[Extracted material — start]
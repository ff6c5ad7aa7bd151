//! Benchmark result types.

use serde::Serialize;

/// Result of testing one stream count.
#[derive(Debug, Clone, Serialize)]
pub struct StreamTestResult {
    pub stream_count: u32,
    /// Average FPS across all streams (total frames / elapsed / streams).
    pub fps_per_stream: f64,
    /// Minimum per-stream FPS; the pass criterion uses this.
    pub min_fps: f64,
    /// Maximum per-stream FPS.
    pub max_fps: f64,
    /// FPS for each individual stream.
    pub per_stream_fps: Vec<f64>,
    /// Frame count for each individual stream.
    pub per_stream_frames: Vec<i64>,
    /// Average system CPU usage in percent over the window.
    pub cpu_usage: f64,
    /// Process resident memory in MB at the end of the window.
    pub memory_mb: u64,
    pub fps_passed: bool,
    pub cpu_passed: bool,
    pub passed: bool,
}

impl StreamTestResult {
    pub fn status_symbol(&self) -> &'static str {
        if self.passed { "\u{2713}" } else { "\u{2717}" }
    }

    pub fn failure_reason(&self) -> &'static str {
        if self.passed {
            ""
        } else if !self.fps_passed {
            "FPS below target"
        } else if !self.cpu_passed {
            "CPU threshold exceeded"
        } else {
            "Unknown"
        }
    }
}

/// Overall benchmark result.
#[derive(Debug, Clone, Serialize)]
pub struct BenchmarkResult {
    // Host
    pub cpu_name: String,
    pub thread_count: u32,
    pub total_system_memory_mb: u64,

    // Source
    pub video_path: String,
    pub video_resolution: String,
    pub codec_name: String,
    pub video_fps: f64,
    pub is_live_stream: bool,

    /// Target FPS the sweep tested against.
    pub target_fps: f64,

    /// One record per stream count tested, in execution order.
    pub test_results: Vec<StreamTestResult>,

    /// Highest stream count that passed both criteria.
    pub max_streams: u32,

    pub success: bool,
    pub error_message: String,
}

#[cfg(test)]
mod tests {
    use super::*;

    fn record(passed: bool, fps_passed: bool, cpu_passed: bool) -> StreamTestResult {
        StreamTestResult {
            stream_count: 1,
            fps_per_stream: 30.0,
            min_fps: 30.0,
            max_fps: 30.0,
            per_stream_fps: vec![30.0],
            per_stream_frames: vec![300],
            cpu_usage: 10.0,
            memory_mb: 100,
            fps_passed,
            cpu_passed,
            passed,
        }
    }

    #[test]
    fn failure_reason_prefers_fps() {
        assert_eq!(record(true, true, true).failure_reason(), "");
        assert_eq!(record(false, false, true).failure_reason(), "FPS below target");
        assert_eq!(
            record(false, true, false).failure_reason(),
            "CPU threshold exceeded"
        );
    }

    #[test]
    fn serializes_expected_fields() {
        let json = serde_json::to_value(record(true, true, true)).expect("serialize");
        assert_eq!(json["stream_count"], 1);
        assert!(json["passed"].as_bool().unwrap());
        assert!(json.get("per_stream_frames").is_some());
    }
}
[Extracted material — finish]
What is required
Reproduce the lines of the records exactly, from the first one through the line that contains "elapsed / streams).".

Task output
repository ff6c5ad7aa7bd151
//! Benchmark result types.

use serde::Serialize;

/// Result of testing one stream count.
#[derive(Debug, Clone, Serialize)]
pub struct StreamTestResult {
    pub stream_count: u32,
    /// Average FPS across all streams (total frames / elapsed / streams).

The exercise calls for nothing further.